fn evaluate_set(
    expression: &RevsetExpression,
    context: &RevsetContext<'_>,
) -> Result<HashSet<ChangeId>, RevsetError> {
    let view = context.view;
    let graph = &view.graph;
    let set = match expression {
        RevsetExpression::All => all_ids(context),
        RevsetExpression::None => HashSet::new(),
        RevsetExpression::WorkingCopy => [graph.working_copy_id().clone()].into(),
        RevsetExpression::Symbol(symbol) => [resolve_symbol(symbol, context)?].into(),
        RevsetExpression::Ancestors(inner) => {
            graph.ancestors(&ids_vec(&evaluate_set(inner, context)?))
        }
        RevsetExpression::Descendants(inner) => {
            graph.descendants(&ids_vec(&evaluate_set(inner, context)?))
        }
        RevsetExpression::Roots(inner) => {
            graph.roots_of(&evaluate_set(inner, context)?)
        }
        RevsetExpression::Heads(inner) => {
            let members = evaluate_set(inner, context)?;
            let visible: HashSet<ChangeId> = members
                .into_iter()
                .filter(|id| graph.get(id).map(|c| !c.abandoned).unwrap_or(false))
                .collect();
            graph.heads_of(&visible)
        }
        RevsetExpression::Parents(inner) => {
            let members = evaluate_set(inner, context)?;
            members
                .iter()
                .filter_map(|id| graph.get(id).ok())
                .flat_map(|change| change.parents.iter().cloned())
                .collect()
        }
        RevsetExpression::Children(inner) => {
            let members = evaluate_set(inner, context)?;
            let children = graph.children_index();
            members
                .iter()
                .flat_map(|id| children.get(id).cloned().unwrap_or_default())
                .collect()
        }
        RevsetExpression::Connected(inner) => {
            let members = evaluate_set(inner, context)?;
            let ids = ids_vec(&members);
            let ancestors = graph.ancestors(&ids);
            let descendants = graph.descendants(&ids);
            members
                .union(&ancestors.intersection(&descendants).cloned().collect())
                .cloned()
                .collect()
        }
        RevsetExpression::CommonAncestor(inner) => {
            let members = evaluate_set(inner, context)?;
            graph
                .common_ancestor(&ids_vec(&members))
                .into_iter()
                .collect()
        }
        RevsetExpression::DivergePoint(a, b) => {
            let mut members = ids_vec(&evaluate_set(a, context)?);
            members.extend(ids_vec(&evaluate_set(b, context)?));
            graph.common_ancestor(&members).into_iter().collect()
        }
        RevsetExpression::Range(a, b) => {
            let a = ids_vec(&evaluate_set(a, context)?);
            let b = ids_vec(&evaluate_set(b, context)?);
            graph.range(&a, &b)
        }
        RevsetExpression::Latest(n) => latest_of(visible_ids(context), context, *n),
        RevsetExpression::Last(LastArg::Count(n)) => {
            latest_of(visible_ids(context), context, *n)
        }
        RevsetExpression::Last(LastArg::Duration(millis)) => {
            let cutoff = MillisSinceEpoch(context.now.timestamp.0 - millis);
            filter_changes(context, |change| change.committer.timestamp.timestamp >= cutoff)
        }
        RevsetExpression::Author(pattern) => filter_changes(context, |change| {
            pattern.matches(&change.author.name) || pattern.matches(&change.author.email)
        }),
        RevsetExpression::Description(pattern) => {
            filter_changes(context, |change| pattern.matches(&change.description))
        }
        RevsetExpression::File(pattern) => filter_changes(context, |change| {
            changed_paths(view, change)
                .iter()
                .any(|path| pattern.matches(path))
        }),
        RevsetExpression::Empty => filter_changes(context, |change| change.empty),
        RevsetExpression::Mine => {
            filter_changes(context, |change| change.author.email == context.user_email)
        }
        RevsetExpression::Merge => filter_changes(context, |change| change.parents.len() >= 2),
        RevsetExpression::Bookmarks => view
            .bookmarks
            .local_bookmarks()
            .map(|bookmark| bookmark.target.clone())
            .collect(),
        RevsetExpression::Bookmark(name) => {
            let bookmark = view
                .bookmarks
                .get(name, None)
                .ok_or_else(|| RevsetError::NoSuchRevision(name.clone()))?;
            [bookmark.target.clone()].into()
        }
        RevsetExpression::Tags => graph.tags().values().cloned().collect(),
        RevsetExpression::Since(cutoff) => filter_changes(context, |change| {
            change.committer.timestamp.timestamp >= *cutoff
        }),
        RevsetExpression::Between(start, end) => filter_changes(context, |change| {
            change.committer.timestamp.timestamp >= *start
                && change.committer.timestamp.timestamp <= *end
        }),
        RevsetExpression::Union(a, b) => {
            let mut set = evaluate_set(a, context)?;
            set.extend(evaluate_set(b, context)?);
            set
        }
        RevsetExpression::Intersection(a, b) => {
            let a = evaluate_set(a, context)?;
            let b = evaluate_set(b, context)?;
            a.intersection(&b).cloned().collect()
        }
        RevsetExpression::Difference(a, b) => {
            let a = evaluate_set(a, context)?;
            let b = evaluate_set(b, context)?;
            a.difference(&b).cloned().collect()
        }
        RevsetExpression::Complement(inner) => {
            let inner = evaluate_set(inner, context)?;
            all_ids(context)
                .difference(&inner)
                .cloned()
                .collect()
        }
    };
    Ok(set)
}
........
Spot the lines above that mention "cloned" and copy them.

                .flat_map(|change| change.parents.iter().cloned())
                .flat_map(|id| children.get(id).cloned().unwrap_or_default())
                .union(&ancestors.intersection(&descendants).cloned().collect())
                .cloned()
        RevsetExpression::Tags => graph.tags().values().cloned().collect(),
            a.intersection(&b).cloned().collect()
            a.difference(&b).cloned().collect()
                .cloned()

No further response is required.